Saved data entries
══════

//! Physical package writer: the ZIP container under an OPC package.

use crate::error::Result;
use crate::opc::packuri::PackURI;
use std::io::{Cursor, Write};
use zip::CompressionMethod;
use zip::ZipWriter;
use zip::write::SimpleFileOptions;

/// Writes package members into an in-memory ZIP archive.
///
/// Uses fixed default timestamps so repeated serialization of the same
/// package yields byte-identical archives.
pub struct PhysPkgWriter {
    archive: ZipWriter<Cursor<Vec<u8>>>,
    options: SimpleFileOptions,
}

impl PhysPkgWriter {
    /// Create a new physical package writer.
    pub fn new() -> Self {
        let options = SimpleFileOptions::default().compression_method(CompressionMethod::Deflated);
        Self {
            archive: ZipWriter::new(Cursor::new(Vec::new())),
            options,
        }
    }

    /// Write a member with the given pack URI and content.
    pub fn write(&mut self, partname: &PackURI, blob: &[u8]) -> Result<()> {
        self.archive.start_file(partname.membername(), self.options)?;
        self.archive.write_all(blob)?;
        Ok(())
    }

    /// Finish the archive and return its bytes.
    pub fn finish(self) -> Result<Vec<u8>> {
        let cursor = self.archive.finish()?;
        Ok(cursor.into_inner())
    }
}

impl Default for PhysPkgWriter {
    fn default() -> Self {
        Self::new()
    }
}

#[cfg(test)]
mod tests {
    use super::*;
    use std::io::Read;

    #[test]
    fn test_write_members() {
        let mut writer = PhysPkgWriter::new();
        let uri = PackURI::new("/ppt/presentation.xml").unwrap();
        writer.write(&uri, b"<presentation/>").unwrap();
        let bytes = writer.finish().unwrap();

        let mut archive = zip::ZipArchive::new(Cursor::new(bytes)).unwrap();
        assert_eq!(archive.len(), 1);
        let mut member = archive.by_name("ppt/presentation.xml").unwrap();
        let mut content = String::new();
        member.read_to_string(&mut content).unwrap();
        assert_eq!(content, "<presentation/>");
    }

    #[test]
    fn test_deterministic_output() {
        let build = || {
            let mut writer = PhysPkgWriter::new();
            let uri = PackURI::new("/a.xml").unwrap();
            writer.write(&uri, b"<a/>").unwrap();
            writer.finish().unwrap()
        };
        assert_eq!(build(), build());
    }
}
//! Open Packaging Conventions (OPC) support, scoped to writing .pptx
//! containers: part names, relationships, parts, and the ZIP-backed
//! package serializer.

pub mod constants;
pub mod package;
pub mod packuri;
pub mod part;
pub mod phys_pkg;
pub mod pkgwriter;
pub mod rel;

pub use package::OpcPackage;
pub use packuri::PackURI;
pub use part::Part;
pub use pkgwriter::PackageWriter;
pub use rel::{Relationship, Relationships};
//! Constant values used for OPC package serialization.

/// Content type strings for package parts.
pub mod content_type {
    pub const OPC_RELATIONSHIPS: &str =
        "application/vnd.openxmlformats-package.relationships+xml";

    pub const XML: &str = "application/xml";

    pub const OPC_CORE_PROPERTIES: &str =
        "application/vnd.openxmlformats-package.core-properties+xml";

    pub const OFC_EXTENDED_PROPERTIES: &str =
        "application/vnd.openxmlformats-officedocument.extended-properties+xml";

    pub const OFC_THEME: &str = "application/vnd.openxmlformats-officedocument.theme+xml";

    pub const PML_PRESENTATION_MAIN: &str =
        "application/vnd.openxmlformats-officedocument.presentationml.presentation.main+xml";

    pub const PML_SLIDE: &str =
        "application/vnd.openxmlformats-officedocument.presentationml.slide+xml";

    pub const PML_SLIDE_LAYOUT: &str =
        "application/vnd.openxmlformats-officedocument.presentationml.slideLayout+xml";

    pub const PML_SLIDE_MASTER: &str =
        "application/vnd.openxmlformats-officedocument.presentationml.slideMaster+xml";

    pub const PML_PRES_PROPS: &str =
        "application/vnd.openxmlformats-officedocument.presentationml.presProps+xml";

    pub const PML_VIEW_PROPS: &str =
        "application/vnd.openxmlformats-officedocument.presentationml.viewProps+xml";

    pub const PML_TABLE_STYLES: &str =
        "application/vnd.openxmlformats-officedocument.presentationml.tableStyles+xml";
}

/// Relationship type URIs.
pub mod relationship_type {
    pub const OFFICE_DOCUMENT: &str =
        "http://schemas.openxmlformats.org/officeDocument/2006/relationships/officeDocument";

    pub const CORE_PROPERTIES: &str =
        "http://schemas.openxmlformats.org/package/2006/relationships/metadata/core-properties";

    pub const EXTENDED_PROPERTIES: &str =
        "http://schemas.openxmlformats.org/officeDocument/2006/relationships/extendedProperties";

    pub const SLIDE: &str =
        "http://schemas.openxmlformats.org/officeDocument/2006/relationships/slide";

    pub const SLIDE_MASTER: &str =
        "http://schemas.openxmlformats.org/officeDocument/2006/relationships/slideMaster";

    pub const SLIDE_LAYOUT: &str =
        "http://schemas.openxmlformats.org/officeDocument/2006/relationships/slideLayout";

    pub const THEME: &str =
        "http://schemas.openxmlformats.org/officeDocument/2006/relationships/theme";

    pub const PRES_PROPS: &str =
        "http://schemas.openxmlformats.org/officeDocument/2006/relationships/presProps";

    pub const VIEW_PROPS: &str =
        "http://schemas.openxmlformats.org/officeDocument/2006/relationships/viewProps";

    pub const TABLE_STYLES: &str =
        "http://schemas.openxmlformats.org/officeDocument/2006/relationships/tableStyles";
}
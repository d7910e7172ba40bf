//! End-to-end tests: build decks, write them to disk, and reopen the
//! archives to verify structure and content.

use deckforge::common::unit::inches;
use deckforge::deck::{self, Theme};
use deckforge::{Presentation, RGBColor, ShapeKind, TextStyle};
use quick_xml::Reader;
use quick_xml::events::Event;
use std::io::{Cursor, Read};

fn read_member(bytes: &[u8], name: &str) -> String {
    let mut archive = zip::ZipArchive::new(Cursor::new(bytes.to_vec())).unwrap();
    let mut content = String::new();
    archive
        .by_name(name)
        .unwrap_or_else(|_| panic!("missing member: {name}"))
        .read_to_string(&mut content)
        .unwrap();
    content
}

fn assert_well_formed(xml: &str) {
    let mut reader = Reader::from_str(xml);
    loop {
        match reader.read_event() {
            Ok(Event::Eof) => break,
            Ok(_) => {},
            Err(err) => panic!("malformed XML: {err}"),
        }
    }
}

/// Background rectangle, 70%-opaque card, title text: the canonical
/// composition flow, verified on the wire.
#[test]
fn composed_slide_round_trips_through_the_archive() {
    let mut pres = Presentation::new();
    let slide = pres.add_slide();

    slide
        .add_shape(
            ShapeKind::Rectangle,
            0,
            0,
            inches(13.333),
            inches(7.5),
            Some(RGBColor::new(0x0D, 0x0D, 0x0D)),
        )
        .unwrap();
    slide
        .add_shape(
            ShapeKind::RoundedRectangle,
            inches(0.8),
            inches(5.2),
            inches(7.0),
            inches(1.5),
            Some(RGBColor::new(0x1A, 0x1A, 0x1A)),
        )
        .unwrap()
        .line(RGBColor::new(0xFF, 0x79, 0x32), 2.0)
        .opacity(70);
    slide
        .add_text_box(
            inches(0.8),
            inches(2.2),
            inches(10.0),
            inches(1.5),
            "Fahrersoftware",
            TextStyle::new(96.0, RGBColor::new(0xFF, 0xFF, 0xFF))
                .bold()
                .font("Arial Black"),
        )
        .unwrap();

    let bytes = pres.to_bytes().unwrap();
    let slide_xml = read_member(&bytes, "ppt/slides/slide1.xml");
    assert_well_formed(&slide_xml);

    // Z-order: background before card before title
    let bg_pos = slide_xml.find(r#"val="0D0D0D""#).unwrap();
    let card_pos = slide_xml.find(r#"val="1A1A1A""#).unwrap();
    let title_pos = slide_xml.find("Fahrersoftware").unwrap();
    assert!(bg_pos < card_pos && card_pos < title_pos);

    // The card's alpha is present exactly once, inside its fill color
    assert_eq!(slide_xml.matches("<a:alpha").count(), 1);
    assert!(slide_xml.contains(r#"<a:srgbClr val="1A1A1A"><a:alpha val="70000"/></a:srgbClr>"#));

    // The card's outline
    assert!(slide_xml.contains(r#"<a:ln w="25400"><a:solidFill><a:srgbClr val="FF7932"/>"#));

    // The title run styling
    assert!(slide_xml.contains(r#"sz="9600" b="1""#));
    assert!(slide_xml.contains(r#"<a:latin typeface="Arial Black"/>"#));
}

#[test]
fn saved_file_is_a_readable_package() {
    let dir = tempfile::tempdir().unwrap();
    let path = dir.path().join("deck.pptx");

    let mut pres = Presentation::new();
    pres.add_slide();
    pres.save(&path).unwrap();

    let bytes = std::fs::read(&path).unwrap();
    let mut archive = zip::ZipArchive::new(Cursor::new(bytes.clone())).unwrap();
    for index in 0..archive.len() {
        let mut member = archive.by_index(index).unwrap();
        let name = member.name().to_string();
        if name.ends_with(".xml") || name.ends_with(".rels") {
            let mut content = String::new();
            member.read_to_string(&mut content).unwrap();
            assert_well_formed(&content);
        }
    }

    let content_types = read_member(&bytes, "[Content_Types].xml");
    assert!(content_types.contains("presentationml.presentation.main+xml"));
    assert!(content_types.contains("presentationml.slide+xml"));
}

#[test]
fn build_all_writes_five_decks() {
    let dir = tempfile::tempdir().unwrap();
    let reports = deck::build_all(dir.path()).unwrap();

    assert_eq!(reports.len(), 5);
    for report in &reports {
        let path = report.result.as_ref().unwrap();
        assert!(path.exists(), "missing artifact: {}", report.file_name);

        let bytes = std::fs::read(path).unwrap();
        let mut archive = zip::ZipArchive::new(Cursor::new(bytes)).unwrap();
        for slide_number in 1..=5 {
            let member = format!("ppt/slides/slide{slide_number}.xml");
            assert!(archive.by_name(&member).is_ok(), "{}: missing {member}", report.file_name);
        }
        assert!(archive.by_name("ppt/slides/slide6.xml").is_err());
    }
}

#[test]
fn cinematic_deck_carries_its_alpha_values() {
    let theme = Theme::avemo();
    let pres = deckforge::deck::designs::cinematic::build(&theme).unwrap();
    let bytes = pres.to_bytes().unwrap();

    // Title slide: glow oval at 15%, glass card at 70%
    let slide1 = read_member(&bytes, "ppt/slides/slide1.xml");
    assert!(slide1.contains(r#"<a:alpha val="15000"/>"#));
    assert!(slide1.contains(r#"<a:alpha val="70000"/>"#));

    // Solution slide: the rotated band at 20%
    let slide3 = read_member(&bytes, "ppt/slides/slide3.xml");
    assert!(slide3.contains(r#"<a:xfrm rot="-900000">"#));
    assert!(slide3.contains(r#"<a:alpha val="20000"/>"#));
}

#[test]
fn dashboard_border_shapes_have_no_fill() {
    let theme = Theme::avemo();
    let pres = deckforge::deck::designs::dashboard::build(&theme).unwrap();
    let bytes = pres.to_bytes().unwrap();

    let slide5 = read_member(&bytes, "ppt/slides/slide5.xml");
    // Two concentric outline-only echoes around the central card: unfilled,
    // 1pt orange stroke
    assert_eq!(slide5.matches(r#"<a:noFill/><a:ln w="12700">"#).count(), 2);
}

#[test]
fn regeneration_is_byte_identical() {
    let theme = Theme::avemo();
    for (file_name, builder) in deck::catalog() {
        let first = builder(&theme).unwrap().to_bytes().unwrap();
        let second = builder(&theme).unwrap().to_bytes().unwrap();
        assert_eq!(first, second, "non-deterministic output for {file_name}");
    }
}
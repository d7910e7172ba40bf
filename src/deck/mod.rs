//! The five AVEMO deck designs and the batch builder.

pub mod content;
pub mod designs;
pub mod theme;

pub use theme::Theme;

use crate::error::Result;
use crate::pptx::Presentation;
use std::path::{Path, PathBuf};

/// Outcome of building one deck artifact.
#[derive(Debug)]
pub struct DeckReport {
    /// Output file name, e.g. "design-1-cinematic-dark.pptx".
    pub file_name: &'static str,
    /// Path written on success, or the error that stopped this deck.
    pub result: Result<PathBuf>,
}

type DeckBuilder = fn(&Theme) -> Result<Presentation>;

/// The five designs, in order, with their output file names.
pub fn catalog() -> [(&'static str, DeckBuilder); 5] {
    [
        ("design-1-cinematic-dark.pptx", designs::cinematic::build as DeckBuilder),
        ("design-2-minimal-glass.pptx", designs::minimal::build),
        ("design-3-bold-editorial.pptx", designs::editorial::build),
        ("design-4-asymmetric-modern.pptx", designs::asymmetric::build),
        ("design-5-dashboard-tech.pptx", designs::dashboard::build),
    ]
}

/// Build all five decks into `dir`.
///
/// Each deck is built and written independently: one deck's failure does not
/// abort the others. The returned reports are in catalog order, one per
/// artifact. Fails outright only if the output directory cannot be created.
pub fn build_all(dir: &Path) -> Result<Vec<DeckReport>> {
    std::fs::create_dir_all(dir)?;

    let theme = Theme::avemo();
    let mut reports = Vec::with_capacity(catalog().len());
    for (file_name, builder) in catalog() {
        let path = dir.join(file_name);
        let result = builder(&theme).and_then(|pres| {
            pres.save(&path)?;
            Ok(path)
        });
        match &result {
            Ok(path) => tracing::info!(artifact = file_name, path = %path.display(), "deck written"),
            Err(err) => tracing::error!(artifact = file_name, error = %err, "deck build failed"),
        }
        reports.push(DeckReport { file_name, result });
    }

    Ok(reports)
}

#[cfg(test)]
mod tests {
    use super::*;

    #[test]
    fn test_every_design_builds_five_slides() {
        let theme = Theme::avemo();
        for (file_name, builder) in catalog() {
            let pres = builder(&theme).unwrap();
            assert_eq!(pres.slide_count(), 5, "wrong slide count for {file_name}");
            for slide in pres.slides() {
                assert!(slide.element_count() > 0);
            }
        }
    }

    #[test]
    fn test_catalog_file_names() {
        let names: Vec<&str> = catalog().iter().map(|(name, _)| *name).collect();
        assert_eq!(
            names,
            [
                "design-1-cinematic-dark.pptx",
                "design-2-minimal-glass.pptx",
                "design-3-bold-editorial.pptx",
                "design-4-asymmetric-modern.pptx",
                "design-5-dashboard-tech.pptx",
            ]
        );
    }
}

══════

Task statement:
Now copy each line of the entries that mentions "DeckBuilder".

Your response:
type DeckBuilder = fn(&Theme) -> Result<Presentation>;
pub fn catalog() -> [(&'static str, DeckBuilder); 5] {
        ("design-1-cinematic-dark.pptx", designs::cinematic::build as DeckBuilder),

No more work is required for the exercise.